Unidentified Analyst
Right so Q2 should generally benefit from the strong August enrollments as well as the sort of seasonal rebound and active students.
Michael Mathews
Exactly, yes.
Unidentified Analyst
Okay and do you have like a quarterly run rate of the students from Q1 on excluding new enrollments?
Michael Mathews
Off the top my head, I don't really have that, but I could certainly feed that to you later on.
Unidentified Analyst
Okay, that sounds good. And then final question for me do you so expect to be profitable by the end of fiscal 2019 even including investing in growth?
Michael Mathews
Well, as previously stated, we're planning to show increased leverage each quarter for the rest of the fiscal year. And it's probably too early at this point to make a calling Q4 profitability.
Operator
Thank you and our next question comes from the line of Howard Halpern with Taglich Brothers.
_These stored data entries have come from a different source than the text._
// src/session.rs
//! End-to-end run: fetch history, take the latest close as `s0`, simulate,
//! summarize.

use crate::analytics::terminal_stats::{summarize, TerminalStatistics};
use crate::config::{ParameterBounds, SimulationRequest};
use crate::error::{SimError, SimResult};
use crate::market_data::{CacheConfig, CachedProvider, HistoricalPriceProvider, PriceHistory};
use crate::mc::ensemble::PathEnsemble;
use crate::mc::path_simulator::simulate;
use crate::models::params::SimulationParameters;
use crate::rng::NormalSource;
use chrono::{NaiveDate, TimeDelta};
use std::sync::Arc;
use tracing::info;

/// Everything a display layer needs from one run.
#[derive(Debug, Clone)]
pub struct SimulationReport {
    pub ticker: String,
    pub as_of: NaiveDate,
    pub history: Arc<PriceHistory>,
    pub parameters: SimulationParameters,
    pub ensemble: PathEnsemble,
    pub statistics: TerminalStatistics,
    /// Analytic `E[S_T]` for comparison with `statistics.mean`
    pub expected_terminal: f64,
}

pub struct SimulationSession<P> {
    provider: CachedProvider<P>,
    bounds: ParameterBounds,
}

impl<P: HistoricalPriceProvider> SimulationSession<P> {
    pub fn new(provider: P, bounds: ParameterBounds) -> SimResult<Self> {
        Self::with_cache(provider, bounds, CacheConfig::default())
    }

    pub fn with_cache(provider: P, bounds: ParameterBounds, cache: CacheConfig) -> SimResult<Self> {
        bounds.validate()?;
        Ok(Self {
            provider: CachedProvider::with_config(provider, cache),
            bounds,
        })
    }

    pub fn bounds(&self) -> &ParameterBounds {
        &self.bounds
    }

    pub fn provider(&self) -> &CachedProvider<P> {
        &self.provider
    }

    /// History window ending at `as_of`, served from the cache when possible.
    pub fn history(&self, ticker: &str, as_of: NaiveDate) -> SimResult<Arc<PriceHistory>> {
        let start = TimeDelta::try_days(self.bounds.lookback_days)
            .and_then(|window| as_of.checked_sub_signed(window))
            .ok_or_else(|| SimError::InvalidParameter {
                parameter: "lookback_days".to_string(),
                value: self.bounds.lookback_days as f64,
                constraint: format!("window start before {} is out of the date range", as_of),
            })?;
        self.provider.fetch_shared(ticker, start, as_of)
    }

    pub fn run<S: NormalSource + ?Sized>(
        &self,
        request: &SimulationRequest,
        as_of: NaiveDate,
        rng: &mut S,
    ) -> SimResult<SimulationReport> {
        request.validate(&self.bounds)?;
        let history = self.history(&request.ticker, as_of)?;
        let s0 = history.latest_close()?;
        let parameters = request.to_parameters(s0, &self.bounds)?;

        let ensemble = simulate(&parameters, rng)?;
        let statistics = summarize(&ensemble)?;
        let expected_terminal = parameters.model()?.expected_terminal(s0, parameters.t);

        info!(
            ticker = %request.ticker,
            %as_of,
            s0,
            paths = parameters.paths,
            mean = statistics.mean,
            std_dev = statistics.std_dev,
            "simulation complete"
        );

        Ok(SimulationReport {
            ticker: request.ticker.clone(),
            as_of,
            history,
            parameters,
            ensemble,
            statistics,
            expected_terminal,
        })
    }
}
Your line is now open.
Howard Halpern
Congratulations on the quarter. I just have a couple, most of the questions have been asked and answered, but in terms of the cost to develop your CRM and kind your whole technology infrastructure. Approximately how much have you invested over the years?
Michael Mathews
Well, I would say if I had to make a guess I think we're well north of $3 million.
Howard Halpern
Okay and then in terms of that the industry especially the nursing industry and nursing education, one of the constraints I guess that you always sort of hear about is professors, instructors or the lack thereof. As you grow, how are you going to address that issue and will your technology actually helped in that factor?
Michael Mathews
Not really. Just from a faculty point of view, our technology stack isn't necessarily designed to be efficient at attracting nurses for faculty. So the reason why a lot of the -- of our competitors particularly our campus competitors have limited size of programs is simply because the professor --their courses are designed to be on campus. And whereas our program is very different as you know two-thirds of our credits-- of our pre-licensure program is online. So we don't need as many professors on campus as other programs do. So they're again --they're limited, their size is limited by finding enough educators that can commute in to teach for the program. And that's why they tend to have a very strong limitation to their growth. For us, again, we have two businesses now. One is our traditional online BSN and MSN and now DMP programs again fully online. We can find nursing educators all across the country for that, and we don't have trouble finding such professors. And then as we grow our pre-licensure BSN campus business, we can be much more effective at growing our campuses simply because we don't need as many educators on the campus because only a third of our courses are actually at the campus.
Operator
Thank you. And I'm showing no further questions at this time. So with that said, I'd like to turn the call back over to CEO, Mr. Michael Mathews for closing remarks.
Michael Mathews
Thank you everyone for your questions. I want to thank everyone for joining us this afternoon. And the team here looks forward to talking with you again soon. Have a good afternoon.
Operator
Ladies and gentlemen, thank you for participating in today's conference. This does conclude the program. And you may all disconnect. Everyone have a wonderful day.